# [Problem description]
Up to and including the line that contains "given key-value substrate.", repeat each line of the data exactly, starting from the first.

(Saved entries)

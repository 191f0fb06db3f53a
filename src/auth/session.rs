//! Session management: the client-side source of truth for "who is
//! logged in and with what credential".
//!
//! The token and user profile are persisted together on login and
//! cleared together on logout; no valid state holds one without the
//! other. All mutations go through this store — the gateway client
//! reads credentials from here and calls [`SessionStore::logout`] when
//! the backend rejects the token.

// Allow dead code: session operations cover the full auth surface
#![allow(dead_code)]

use std::sync::Arc;
use std::time::Duration;

use reqwest::{header, Client, StatusCode};
use serde::{Deserialize, Serialize};
use serde_json::json;
use tracing::{debug, info, warn};

use crate::api::ApiError;
use crate::models::User;

use super::store::{KeyValueStore, TOKEN_KEY, USER_KEY};

/// HTTP request timeout in seconds.
/// 30s allows for slow responses while failing fast enough for good UX.
const REQUEST_TIMEOUT_SECS: u64 = 30;

/// Successful login exchange: bearer token, its lifetime, and the
/// authenticated profile.
#[derive(Debug, Clone, Serialize, Deserialize)]
pub struct LoginResponse {
    pub access_token: String,
    pub token_type: String,
    pub expires_in: i64,
    pub user: User,
}

/// Result of the unauthenticated reachability probe.
#[derive(Debug, Clone)]
pub struct ConnectionStatus {
    pub connected: bool,
    pub message: String,
}

/// Response from the token verification endpoint.
#[derive(Debug, Clone, Deserialize)]
pub struct VerifyResponse {
    pub valid: bool,
    pub email: String,
}

/// Clone is cheap: the inner state is behind an Arc, so every clone
/// observes the same session.
#[derive(Clone)]
pub struct SessionStore {
    inner: Arc<Inner>,
}

struct Inner {
    base_url: String,
    http: Client,
    store: Box<dyn KeyValueStore>,
}

impl SessionStore {
    /// Create a session store over the given key-value substrate.
    /// The base URL is trimmed of any trailing slash.
    pub fn new(base_url: &str, store: Box<dyn KeyValueStore>) -> Result<Self, ApiError> {
        let http = Client::builder()
            .timeout(Duration::from_secs(REQUEST_TIMEOUT_SECS))
            .build()?;
        Ok(Self {
            inner: Arc::new(Inner {
                base_url: base_url.trim_end_matches('/').to_string(),
                http,
                store,
            }),
        })
    }

    pub fn base_url(&self) -> &str {
        &self.inner.base_url
    }

    /// Exchange credentials for a session. On success the token and
    /// profile are persisted before returning; on any failure nothing
    /// is stored.
    pub async fn login(&self, email: &str, password: &str) -> Result<LoginResponse, ApiError> {
        let url = format!("{}/api/v1/auth/login/", self.inner.base_url);
        debug!(email, %url, "Attempting login");

        let response = self
            .inner
            .http
            .post(&url)
            .header(header::ACCEPT, "application/json")
            .json(&json!({ "email": email, "password": password }))
            .send()
            .await?;

        let status = response.status();
        if status == StatusCode::UNAUTHORIZED {
            return Err(ApiError::InvalidCredentials);
        }
        if status == StatusCode::UNPROCESSABLE_ENTITY {
            return Err(ApiError::Validation(
                "Please check your email and password format".to_string(),
            ));
        }
        if !status.is_success() {
            let body = response.text().await.unwrap_or_default();
            return Err(ApiError::from_status(status, &body));
        }

        let login: LoginResponse = response
            .json()
            .await
            .map_err(|e| ApiError::InvalidResponse(format!("Failed to parse login response: {}", e)))?;

        self.install(&login.access_token, &login.user);
        info!(user_id = login.user.id, role = %login.user.role, "Login successful");
        Ok(login)
    }

    /// Persist token and profile together: no valid state holds one
    /// without the other. Crate-visible so demo mode can seat a
    /// fixture session without a network exchange.
    pub(crate) fn install(&self, token: &str, user: &User) {
        self.inner.store.set(TOKEN_KEY, token);
        match serde_json::to_string(user) {
            Ok(serialized) => self.inner.store.set(USER_KEY, &serialized),
            Err(e) => warn!(error = %e, "Failed to serialize user profile"),
        }
    }

    /// Clear the session. Never fails, idempotent.
    pub fn logout(&self) {
        self.inner.store.remove(TOKEN_KEY);
        self.inner.store.remove(USER_KEY);
    }

    /// Pure read, no network call.
    pub fn token(&self) -> Option<String> {
        self.inner.store.get(TOKEN_KEY)
    }

    /// Pure read of the cached profile. A profile that no longer
    /// parses (e.g. written by a different version) reads as absent.
    pub fn user(&self) -> Option<User> {
        let raw = self.inner.store.get(USER_KEY)?;
        match serde_json::from_str(&raw) {
            Ok(user) => Some(user),
            Err(e) => {
                warn!(error = %e, "Stored user profile is unreadable");
                None
            }
        }
    }

    pub fn is_authenticated(&self) -> bool {
        self.token().is_some()
    }

    /// Header set for outbound requests: empty without a token, exactly
    /// one bearer header with one.
    pub fn auth_headers(&self) -> header::HeaderMap {
        let mut headers = header::HeaderMap::new();
        if let Some(token) = self.token() {
            match header::HeaderValue::from_str(&format!("Bearer {}", token)) {
                Ok(value) => {
                    headers.insert(header::AUTHORIZATION, value);
                }
                Err(e) => warn!(error = %e, "Stored token is not a valid header value"),
            }
        }
        headers
    }

    /// Unauthenticated reachability probe against the health endpoint.
    /// Diagnostic only — never returns an error.
    pub async fn test_connection(&self) -> ConnectionStatus {
        let url = format!("{}/health", self.inner.base_url);
        debug!(%url, "Testing API connection");

        match self
            .inner
            .http
            .get(&url)
            .header(header::ACCEPT, "application/json")
            .send()
            .await
        {
            Ok(response) if response.status().is_success() => ConnectionStatus {
                connected: true,
                message: "Connected successfully".to_string(),
            },
            Ok(response) => ConnectionStatus {
                connected: false,
                message: format!("Server responded with status {}", response.status().as_u16()),
            },
            Err(e) => {
                debug!(error = %e, "Connection test failed");
                ConnectionStatus {
                    connected: false,
                    message: "Cannot reach server. Check your connection and the API URL.".to_string(),
                }
            }
        }
    }

    /// Ask the backend whether the stored token is still accepted.
    /// A rejected token clears the session before surfacing the error.
    pub async fn verify(&self) -> Result<VerifyResponse, ApiError> {
        let url = format!("{}/api/v1/auth/verify", self.inner.base_url);
        let response = self
            .inner
            .http
            .get(&url)
            .headers(self.auth_headers())
            .send()
            .await?;

        let status = response.status();
        if status == StatusCode::UNAUTHORIZED {
            self.logout();
            return Err(ApiError::SessionExpired);
        }
        if !status.is_success() {
            let body = response.text().await.unwrap_or_default();
            return Err(ApiError::from_status(status, &body));
        }

        response
            .json()
            .await
            .map_err(|e| ApiError::InvalidResponse(format!("Failed to parse verify response: {}", e)))
    }

    /// Request a password reset email. All failures collapse into one
    /// user-facing message; there is nothing actionable in the detail.
    pub async fn forgot_password(&self, email: &str) -> Result<(), ApiError> {
        let url = format!("{}/api/v1/auth/forgot-password/", self.inner.base_url);
        let response = self
            .inner
            .http
            .post(&url)
            .json(&json!({ "email": email }))
            .send()
            .await?;

        if response.status().is_success() {
            Ok(())
        } else {
            Err(ApiError::Server("Failed to send reset email".to_string()))
        }
    }
}

#[cfg(test)]
mod tests {
    use super::*;
    use crate::auth::store::MemoryStore;
    use crate::models::Role;

    fn store() -> SessionStore {
        SessionStore::new("http://localhost:8000/", Box::new(MemoryStore::new()))
            .expect("Failed to build session store")
    }

    fn profile() -> User {
        serde_json::from_str(
            r#"{"id":1,"name":"Jane","email":"student@demo.com","role":"student"}"#,
        )
        .unwrap()
    }

    #[test]
    fn test_base_url_trailing_slash_trimmed() {
        assert_eq!(store().base_url(), "http://localhost:8000");
    }

    #[test]
    fn test_fresh_store_has_no_session() {
        let session = store();
        assert!(!session.is_authenticated());
        assert!(session.token().is_none());
        assert!(session.user().is_none());
    }

    #[test]
    fn test_persist_then_logout() {
        let session = store();
        session.install("t1", &profile());

        assert!(session.is_authenticated());
        assert_eq!(session.token().as_deref(), Some("t1"));
        assert_eq!(session.user().map(|u| u.role), Some(Role::Student));

        session.logout();
        assert!(!session.is_authenticated());
        assert!(session.user().is_none());

        // Logout is idempotent
        session.logout();
        assert!(!session.is_authenticated());
    }

    #[test]
    fn test_auth_headers_empty_without_token() {
        let session = store();
        assert!(session.auth_headers().is_empty());
        // Idempotent across repeated calls
        assert!(session.auth_headers().is_empty());
    }

    #[test]
    fn test_auth_headers_single_bearer_with_token() {
        let session = store();
        session.install("t1", &profile());

        let headers = session.auth_headers();
        assert_eq!(headers.len(), 1);
        assert_eq!(
            headers.get(header::AUTHORIZATION).and_then(|v| v.to_str().ok()),
            Some("Bearer t1")
        );

        // Idempotent across repeated calls
        assert_eq!(session.auth_headers().len(), 1);
    }

    #[test]
    fn test_login_response_parses_fully_populated_session() {
        let json = r#"{
            "access_token": "t1",
            "token_type": "bearer",
            "expires_in": 3600,
            "user": {"id": 1, "name": "Jane", "email": "student@demo.com", "role": "student"}
        }"#;
        let login: LoginResponse = serde_json::from_str(json).expect("Failed to parse login");
        assert_eq!(login.access_token, "t1");
        assert_eq!(login.user.role, Role::Student);
        assert_eq!(login.expires_in, 3600);
    }

    #[test]
    fn test_unreadable_stored_profile_reads_as_absent() {
        let session = store();
        session.inner.store.set(USER_KEY, "not json");
        assert!(session.user().is_none());
    }
}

# [Exercise answer]
repository 191f0fb06db3f53a
filename src/auth/session.rs
//! Session management: the client-side source of truth for "who is
//! logged in and with what credential".
//!
//! The token and user profile are persisted together on login and
//! cleared together on logout; no valid state holds one without the
//! other. All mutations go through this store — the gateway client
//! reads credentials from here and calls [`SessionStore::logout`] when
//! the backend rejects the token.

// Allow dead code: session operations cover the full auth surface
#![allow(dead_code)]

use std::sync::Arc;
use std::time::Duration;

use reqwest::{header, Client, StatusCode};
use serde::{Deserialize, Serialize};
use serde_json::json;
use tracing::{debug, info, warn};

use crate::api::ApiError;
use crate::models::User;

use super::store::{KeyValueStore, TOKEN_KEY, USER_KEY};

/// HTTP request timeout in seconds.
/// 30s allows for slow responses while failing fast enough for good UX.
const REQUEST_TIMEOUT_SECS: u64 = 30;

/// Successful login exchange: bearer token, its lifetime, and the
/// authenticated profile.
#[derive(Debug, Clone, Serialize, Deserialize)]
pub struct LoginResponse {
    pub access_token: String,
    pub token_type: String,
    pub expires_in: i64,
    pub user: User,
}

/// Result of the unauthenticated reachability probe.
#[derive(Debug, Clone)]
pub struct ConnectionStatus {
    pub connected: bool,
    pub message: String,
}

/// Response from the token verification endpoint.
#[derive(Debug, Clone, Deserialize)]
pub struct VerifyResponse {
    pub valid: bool,
    pub email: String,
}

/// Clone is cheap: the inner state is behind an Arc, so every clone
/// observes the same session.
#[derive(Clone)]
pub struct SessionStore {
    inner: Arc<Inner>,
}

struct Inner {
    base_url: String,
    http: Client,
    store: Box<dyn KeyValueStore>,
}

impl SessionStore {
    /// Create a session store over the given key-value substrate.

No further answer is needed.